Objectives 1. to implement a flipped classroom teaching for rheumatology topics for both under and postgraduate education. 2. to evaluate outcomes of teaching using a post-flipped classroom assessment and a student perceived effectiveness and satisfaction questionnaire.

Methods Ten online videos on topics of how to take rheumatology history, individual joint examination, handling cases of monoarthritis and polyarthritis, and metabolic bone disease were made available for the students. 39 undergraduate 35 postgraduate trainees were included in this educational activity. The students were exposed to online lecture content prior to the class-time active learning session. The teaching session adopted an interactive learning environment and the course instructor served as a facilitator rather than a dominator for the instructional process, provided in-class applied learning opportunities and offered timely feedback/guidance to students. Evaluation of the teaching session was assessed using a scenario based learning and an evaluation check list. The students were asked to complete a questionnaire based on a 5-point Likert scale: 1 (strongly disagree) to 5 (strongly agree) to assess for their perceived effectiveness and satisfaction. The outcomes of the evaluation sheet and students' questionnaire, were compared to 40 undergraduate and 34 postgraduate trainees who were taught in the last year on the same topics in a lecture-based model using the standard teaching protocols, followed by scenario based learning sessions, student evaluation and satisfaction survey.
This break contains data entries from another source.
//! Typed errors and HTTP mapping.

use axum::{
    http::StatusCode,
    response::{IntoResponse, Response},
};
use thiserror::Error;

#[derive(Error, Debug)]
pub enum ConfigError {
    #[error("invalid value for {name}: {value}")]
    InvalidValue { name: &'static str, value: String },
    #[error("invalid schema name: {0}")]
    InvalidSchema(String),
}

/// Failures surfaced by a [`crate::store::CatalogStore`].
#[derive(Error, Debug)]
pub enum StoreError {
    #[error("{kind} '{id}' not found")]
    NotFound { kind: &'static str, id: String },
    #[error("duplicate {kind}: {value}")]
    Duplicate { kind: &'static str, value: String },
    #[error("missing reference: {kind} '{id}'")]
    MissingReference { kind: &'static str, id: String },
    #[error("{0} is required")]
    Validation(&'static str),
    #[error("database: {0}")]
    Db(#[from] sqlx::Error),
    #[error("store lock poisoned")]
    Poisoned,
}

#[derive(Error, Debug)]
pub enum AppError {
    #[error(transparent)]
    Config(#[from] ConfigError),
    #[error("not found: {0}")]
    NotFound(String),
    #[error("bad request: {0}")]
    BadRequest(String),
    /// A request body the extractor refused, keeping the extractor's status.
    #[error("{message}")]
    BodyRejected { status: StatusCode, message: String },
    #[error(transparent)]
    Store(StoreError),
}

impl From<StoreError> for AppError {
    fn from(err: StoreError) -> Self {
        match err {
            StoreError::NotFound { kind, id } => AppError::NotFound(format!("{} {}", kind, id)),
            other => AppError::Store(other),
        }
    }
}

impl From<sqlx::Error> for AppError {
    fn from(err: sqlx::Error) -> Self {
        AppError::Store(StoreError::Db(err))
    }
}

/// Attached to error responses; the error-page middleware renders it.
#[derive(Clone, Debug)]
pub struct ErrorReport {
    pub message: String,
}

impl AppError {
    pub fn status(&self) -> StatusCode {
        match self {
            AppError::NotFound(_) => StatusCode::NOT_FOUND,
            AppError::BadRequest(_) => StatusCode::BAD_REQUEST,
            AppError::BodyRejected { status, .. } => *status,
            AppError::Store(StoreError::Duplicate { .. }) => StatusCode::CONFLICT,
            AppError::Store(StoreError::MissingReference { .. })
            | AppError::Store(StoreError::Validation(_)) => StatusCode::UNPROCESSABLE_ENTITY,
            AppError::Store(StoreError::NotFound { .. }) => StatusCode::NOT_FOUND,
            AppError::Store(_) | AppError::Config(_) => StatusCode::INTERNAL_SERVER_ERROR,
        }
    }
}

impl IntoResponse for AppError {
    fn into_response(self) -> Response {
        let status = self.status();
        if status.is_server_error() {
            tracing::error!(error = %self, "request failed");
        } else {
            tracing::debug!(error = %self, %status, "request rejected");
        }
        let mut response = (status, self.to_string()).into_response();
        response.extensions_mut().insert(ErrorReport {
            message: self.to_string(),
        });
        response
    }
}

#[cfg(test)]
mod tests {
    use super::*;

    #[test]
    fn store_not_found_maps_to_404() {
        let err: AppError = StoreError::NotFound {
            kind: "author",
            id: "x".into(),
        }
        .into();
        assert_eq!(err.status(), StatusCode::NOT_FOUND);
    }

    #[test]
    fn error_response_carries_report() {
        let response = AppError::BadRequest("nope".into()).into_response();
        assert_eq!(response.status(), StatusCode::BAD_REQUEST);
        let report = response.extensions().get::<ErrorReport>().cloned();
        assert_eq!(report.map(|r| r.message), Some("bad request: nope".to_string()));
    }

    #[test]
    fn rejected_body_keeps_its_status() {
        let err = AppError::BodyRejected {
            status: StatusCode::PAYLOAD_TOO_LARGE,
            message: "length limit exceeded".into(),
        };
        assert_eq!(err.into_response().status(), StatusCode::PAYLOAD_TOO_LARGE);
    }

    #[test]
    fn database_errors_are_internal() {
        let err: AppError = sqlx::Error::PoolTimedOut.into();
        assert_eq!(err.status(), StatusCode::INTERNAL_SERVER_ERROR);
    }
}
Results There was no significant difference regarding socio-demographics between the 2 students' groups included in this study. Outcomes of the flipped learning revealed that 94% of the students viewed the videos prior to the class session, and 96% attended the education sessions in comparison to 86% attendance in the traditional teaching group. Students reported an increase in knowledge, a positive learning experiences and perceptions of the flipped classroom model. Students' perceived effectiveness and satisfaction scores were significantly higher among the flipped learning in contrast to the traditional teaching comparative group (4.9 vs 4.3, p<0.05). Similarly, analysis of the students' assessment scores after the scenario based learning sessions was higher in the flipped learning group compared to the students taught by traditional methods (p<0.01).

Conclusions Implementation of the flipped learning for the rheumatology topics demonstrated a successful and promising platform for using technology to make better use of the students' time, and for increasing their satisfaction with the necessary didactic learning. Active learning increases student engagement and can lead to improved retention of knowledge.